Pete Seeger died on Tuesday. He was a mentor of mine.
Words I found about him in tribute talked of “unfailing integrity,” of how he is “a one man army on the side of the better angels in humankind.”
I think in some ways his music reflects one of the basic platforms of the true Christian message. Love thy neighbor.
He spouted idealism, optimism and justice. Pete had yearnings for what was right and fair and plain, sensible thinking.
I’ve been thinking a lot about ethics, “a set of principles of right conduct” and how those principles are defined. The Josephson Institute Center for Public Service Ethics that helps people young and old, businesses, policy makers and public service agencies think about values that are not political, religious, or culturally biased created six pillars that I feel describes Pete Seeger/the ideal citizen.
Pete stood for:
Trustworthiness — To be honest. Don’t deceive, cheat, or steal. Be reliable. Do what you say you’ll do. Have the courage to do the right thing. Build a good reputation. And be loyal — stand by your family, friends and country
Respect — Treat others with respect; follow the Golden Rule. Be tolerant and accepting of differences. Use good manners, not bad language. Be considerate of the feelings of others. Don’t threaten, hit or hurt anyone. Deal peacefully with anger, insults and disagreements.
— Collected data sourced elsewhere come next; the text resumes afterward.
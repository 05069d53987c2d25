//! Cluster nodes.

use cloudview_fields::{FieldDef, ResourceSchema};
use cloudview_views::{FieldsetDef, ViewDef};

use super::{annotations, detail, detail_fieldset, labels};
use crate::common::{cloud_resource, name, others, single_field_fieldset, view};

pub const ENTITY_TYPE: &str = "k8s_node";

pub const SELECTABLE: [&str; 2] = ["status", "operating_system"];

pub fn schema() -> ResourceSchema {
    cloud_resource(
        ENTITY_TYPE,
        "Node",
        name(),
        [
            FieldDef::string("status", "Status").read_only(),
            labels(),
            annotations(),
            FieldDef::composite("addresses", "Addresses", &["type", "address"]).read_only(),
            FieldDef::string("pod_cidr", "Pod CIDR").read_only(),
            FieldDef::string("provider_id", "Provider ID").read_only(),
            FieldDef::boolean("unschedulable", "Unschedulable"),
            FieldDef::string("cpu_capacity", "CPU capacity").read_only(),
            FieldDef::string("memory_capacity", "Memory capacity").read_only(),
            FieldDef::integer("pods_capacity", "Pods capacity").read_only(),
            FieldDef::string("machine_id", "Machine ID").read_only(),
            FieldDef::string("kernel_version", "Kernel version").read_only(),
            FieldDef::string("os_image", "OS image").read_only(),
            FieldDef::string("container_runtime_version", "Container runtime version").read_only(),
            FieldDef::string("kubelet_version", "Kubelet version").read_only(),
            FieldDef::string("operating_system", "Operating system").read_only(),
            FieldDef::string("architecture", "Architecture").read_only(),
            detail(),
        ],
    )
}

pub fn fieldset_definitions() -> Vec<FieldsetDef> {
    vec![
        FieldsetDef::new(
            "node",
            "Node",
            &[
                "name",
                "status",
                "labels",
                "annotations",
                "pod_cidr",
                "provider_id",
                "unschedulable",
                "created",
            ],
        ),
        FieldsetDef::new(
            "capacity",
            "Capacity",
            &["cpu_capacity", "memory_capacity", "pods_capacity"],
        ),
        single_field_fieldset("addresses", "Addresses"),
        FieldsetDef::new(
            "system_info",
            "System info",
            &[
                "machine_id",
                "kernel_version",
                "os_image",
                "container_runtime_version",
                "kubelet_version",
                "operating_system",
                "architecture",
            ],
        ),
        detail_fieldset(),
        others(),
    ]
}

pub fn view_def() -> ViewDef {
    view(ENTITY_TYPE, fieldset_definitions(), &SELECTABLE)
}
Responsibility — Do what you are supposed to do. Plan ahead. Persevere — keep on trying. Always do your best. Use self-control. Be self-disciplined. Think before you act — consider the consequences. Be accountable for your words, actions and attitudes. Set a good example for others.
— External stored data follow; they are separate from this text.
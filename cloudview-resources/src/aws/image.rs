//! AMIs.

use cloudview_fields::{FieldDef, ResourceSchema};
use cloudview_views::{FieldsetDef, ViewDef};

use crate::common::{
    cloud_resource, name, others, single_field_fieldset, tags, tags_fieldset, view,
};

pub const ENTITY_TYPE: &str = "aws_cloud_image";

pub const SELECTABLE: [&str; 4] = ["architecture", "virtualization_type", "root_device_type", "status"];

pub fn schema() -> ResourceSchema {
    cloud_resource(
        ENTITY_TYPE,
        "Image",
        name(),
        [
            FieldDef::string("image_id", "AMI ID").read_only(),
            FieldDef::string("description", "Description"),
            FieldDef::string("account_id", "Owner account").read_only(),
            FieldDef::string("source", "Source").read_only(),
            FieldDef::string("status", "Status").read_only(),
            FieldDef::string("state_reason", "State reason").read_only(),
            FieldDef::boolean("visibility", "Public").describe("Whether the image is publicly launchable."),
            FieldDef::string("platform", "Platform").read_only(),
            FieldDef::string("architecture", "Architecture").read_only(),
            FieldDef::string("virtualization_type", "Virtualization type").read_only(),
            FieldDef::string("image_type", "Image type").read_only(),
            FieldDef::string("root_device_type", "Root device type").read_only(),
            FieldDef::string("root_device_name", "Root device name").read_only(),
            FieldDef::string("kernel_id", "Kernel ID").read_only(),
            FieldDef::string("ramdisk_id", "Ramdisk ID").read_only(),
            FieldDef::string("product_code", "Product code").read_only(),
            FieldDef::composite(
                "block_device_mappings",
                "Block device mappings",
                &["device_name", "snapshot_id", "volume_size", "volume_type", "delete_on_termination"],
            )
            .read_only(),
            tags(),
        ],
    )
}

pub fn fieldset_definitions() -> Vec<FieldsetDef> {
    vec![
        FieldsetDef::new(
            "image",
            "Image",
            &[
                "name",
                "image_id",
                "description",
                "account_id",
                "source",
                "status",
                "state_reason",
                "visibility",
                "created",
            ],
        ),
        FieldsetDef::new(
            "type",
            "Type",
            &[
                "platform",
                "architecture",
                "virtualization_type",
                "image_type",
                "product_code",
                "kernel_id",
                "ramdisk_id",
            ],
        ),
        FieldsetDef::new("device", "Device", &["root_device_type", "root_device_name"]),
        single_field_fieldset("block_device_mappings", "Block device mappings"),
        tags_fieldset(),
        others(),
    ]
}

pub fn view_def() -> ViewDef {
    view(ENTITY_TYPE, fieldset_definitions(), &SELECTABLE)
}
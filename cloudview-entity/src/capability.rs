//! Capabilities injected into components instead of reaching for global state.

use std::collections::HashMap;
use std::path::{Path, PathBuf};
use std::sync::Mutex;

use tracing::debug;

use crate::error::{EntityError, Result};

/// Clears cached renders after records change.
///
/// Invalidation is coarse: implementors drop everything they hold.
pub trait CacheInvalidator: Send + Sync {
    fn invalidate_all(&self);
}

/// Invalidator for callers that keep no caches.
#[derive(Debug, Default, Clone, Copy)]
pub struct NoopInvalidator;

impl CacheInvalidator for NoopInvalidator {
    fn invalidate_all(&self) {}
}

/// Short-lived blobs handed from one request to a later one, e.g. a freshly
/// generated key pair's private key waiting to be downloaded.
///
/// `take` returns the blob at most once.
pub trait TempResourceStore: Send + Sync {
    fn put(&self, key: &str, data: &[u8]) -> Result<()>;
    fn take(&self, key: &str) -> Result<Option<Vec<u8>>>;
}

/// Keys become file names, so only plain names are accepted.
fn check_key(key: &str) -> Result<()> {
    let valid = !key.is_empty()
        && key != "."
        && key != ".."
        && !key.contains(['/', '\\', '\0']);
    if valid {
        Ok(())
    } else {
        Err(EntityError::InvalidKey {
            key: key.to_string(),
        })
    }
}

/// In-process temp store.
#[derive(Debug, Default)]
pub struct MemoryTempStore {
    blobs: Mutex<HashMap<String, Vec<u8>>>,
}

impl MemoryTempStore {
    pub fn new() -> Self {
        Self::default()
    }

    fn blobs(&self) -> std::sync::MutexGuard<'_, HashMap<String, Vec<u8>>> {
        // a panic while holding the lock leaves the map itself intact
        self.blobs.lock().unwrap_or_else(|e| e.into_inner())
    }
}

impl TempResourceStore for MemoryTempStore {
    fn put(&self, key: &str, data: &[u8]) -> Result<()> {
        check_key(key)?;
        self.blobs().insert(key.to_string(), data.to_vec());
        Ok(())
    }

    fn take(&self, key: &str) -> Result<Option<Vec<u8>>> {
        check_key(key)?;
        Ok(self.blobs().remove(key))
    }
}

/// Temp store backed by one file per key in a directory.
#[derive(Debug, Clone)]
pub struct DirTempStore {
    root: PathBuf,
}

impl DirTempStore {
    /// Use `root`, creating it if needed.
    pub fn new(root: impl Into<PathBuf>) -> Result<Self> {
        let root = root.into();
        std::fs::create_dir_all(&root)?;
        Ok(Self { root })
    }

    pub fn root(&self) -> &Path {
        &self.root
    }
}

impl TempResourceStore for DirTempStore {
    fn put(&self, key: &str, data: &[u8]) -> Result<()> {
        check_key(key)?;
        let tmp = self.root.join(format!(".tmp_{}", ulid::Ulid::new()));
        std::fs::write(&tmp, data)?;
        std::fs::rename(&tmp, self.root.join(key))?;
        debug!(key, bytes = data.len(), "stored temp resource");
        Ok(())
    }

    fn take(&self, key: &str) -> Result<Option<Vec<u8>>> {
        check_key(key)?;
        let path = self.root.join(key);
        match std::fs::read(&path) {
            Ok(data) => {
                std::fs::remove_file(&path)?;
                Ok(Some(data))
            }
            Err(e) if e.kind() == std::io::ErrorKind::NotFound => Ok(None),
            Err(e) => Err(e.into()),
        }
    }
}
//! Single-record rendering.

use cloudview_entity::{FieldValue, Record};
use cloudview_fields::{Display, FieldDef, FieldType};
use serde_json::{json, Map, Value};

use crate::error::Result;
use crate::render::RenderTree;

/// Which variant of a record's rendering is requested.
#[derive(Debug, Clone, PartialEq, Eq, Hash)]
pub struct RenderContext {
    pub view_mode: String,
    pub langcode: Option<String>,
}

impl RenderContext {
    pub fn new(view_mode: impl Into<String>) -> Self {
        Self {
            view_mode: view_mode.into(),
            langcode: None,
        }
    }

    pub fn with_langcode(mut self, langcode: impl Into<String>) -> Self {
        self.langcode = Some(langcode.into());
        self
    }
}

impl Default for RenderContext {
    fn default() -> Self {
        Self::new("full")
    }
}

/// Turns one record into a render tree with one child per displayed field.
pub trait EntityRenderer: Send + Sync {
    fn render(&self, record: &Record, ctx: &RenderContext) -> Result<RenderTree>;
}

/// Renders every non-empty field in weight order.
///
/// Each field becomes an element with `#type: field`, `#field_name`,
/// `#label`, `#weight`, `#display` and `#items`. Absent fields and
/// composites without items produce no element.
#[derive(Debug, Default, Clone, Copy)]
pub struct FieldListRenderer;

impl EntityRenderer for FieldListRenderer {
    fn render(&self, record: &Record, ctx: &RenderContext) -> Result<RenderTree> {
        let schema = record.schema();
        let mut tree = RenderTree::new()
            .with_property("#entity_type", schema.name.as_str())
            .with_property("#entity_id", record.id().to_string())
            .with_property("#view_mode", ctx.view_mode.as_str())
            .with_property(
                "#cache",
                json!({ "tags": [format!("{}:{}", schema.name, record.id())] }),
            );
        if let Some(langcode) = &ctx.langcode {
            tree.set_property("#langcode", langcode.as_str());
        }

        let mut fields: Vec<&FieldDef> = schema.fields.iter().collect();
        fields.sort_by_key(|f| f.weight);
        for field in fields {
            let value = record.value(&field.name)?;
            if value.is_empty() {
                continue;
            }
            tree.insert_element(field.name.clone(), field_element(field, value));
        }
        Ok(tree)
    }
}

fn field_element(field: &FieldDef, value: &FieldValue) -> RenderTree {
    let display = field.effective_display();
    RenderTree::new()
        .with_property("#type", "field")
        .with_property("#field_name", field.name.as_str())
        .with_property("#label", field.label.as_str())
        .with_property("#weight", field.weight)
        .with_property("#display", display_name(display))
        .with_property("#items", items(field, value))
}

fn display_name(display: Display) -> &'static str {
    match display {
        Display::Text => "text",
        Display::Boolean => "boolean",
        Display::Number => "number",
        Display::Timestamp => "timestamp",
        Display::Table => "table",
    }
}

fn items(field: &FieldDef, value: &FieldValue) -> Value {
    match value {
        FieldValue::Absent => json!([]),
        FieldValue::String(s) => json!([s]),
        FieldValue::Boolean(b) => json!([if *b { "On" } else { "Off" }]),
        FieldValue::Integer(i) => json!([i]),
        FieldValue::Timestamp(t) => json!([t.format("%Y-%m-%d %H:%M:%S UTC").to_string()]),
        FieldValue::Items(rows) => {
            let properties: &[String] = match &field.type_ {
                FieldType::CompositeRepeated { properties } => properties,
                FieldType::Primitive { .. } => &[],
            };
            let rows = rows
                .iter()
                .map(|row| {
                    // declared properties first, then anything extra the provider sent
                    let mut cells = Map::new();
                    for property in properties {
                        if let Some(cell) = row.get(property) {
                            cells.insert(property.clone(), Value::from(cell.as_str()));
                        }
                    }
                    for (key, cell) in row {
                        if !cells.contains_key(key) {
                            cells.insert(key.clone(), Value::from(cell.as_str()));
                        }
                    }
                    Value::Object(cells)
                })
                .collect();
            Value::Array(rows)
        }
    }
}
Fairness — Play by the rules. Take turns and share. Be open-minded; listen to others. Don’t take advantage of others. Don’t blame others carelessly. Treat all people fairly
Caring — Be kind. Be compassionate and show you care. Express gratitude. Forgive others. Help people in need.
Citizenship — Do your share to make your school and community better. Cooperate. Get involved in community affairs. Stay informed. Vote. Be a good neighbor. Obey laws and rules. Respect authority. Protect the environment. Volunteer.
Simple ethics that seems like common sense. If we all could embrace these standards — what we expect from our children but seem to forget about when we grow up — what a great world we would be living in.
Pete upheld all these pillars through life, action and song.
In his song “To My Old Brown Earth” he sings:
“Guard well our human chain, Watch well you keep it strong, As long as sun will shine.
“And this our home, Keep pure and sweet and green, For now I’m yours And you are also mine.”
While this was a song of hope that he wrote for a friend who had just died the words beseeches us to be responsible and accountable for what becomes of our life, our earth, our place our home. We are on this boat together.
Three years ago I called him up and we talked for an hour about hope and what makes him think of a bright future. In his constant upbeat spirit he said being with other people who were doing good things in their community and being young in heart.
Then he excused himself to go chop wood, which he did every other day for exercise and release.
The LA Times recalled “When people asked the ever-upbeat Seeger if he ever got discouraged, he’d reply: “I say ‘The hell with it’ every night around 9:30 then get up the next morning. Besides, if you sing for children, you can’t really say there’s no hope.”
The reason people loved him so is because he constantly upheld what is right — for all.
So stand for what you think is right, abide by the pillars, sing songs with others and be like Pete.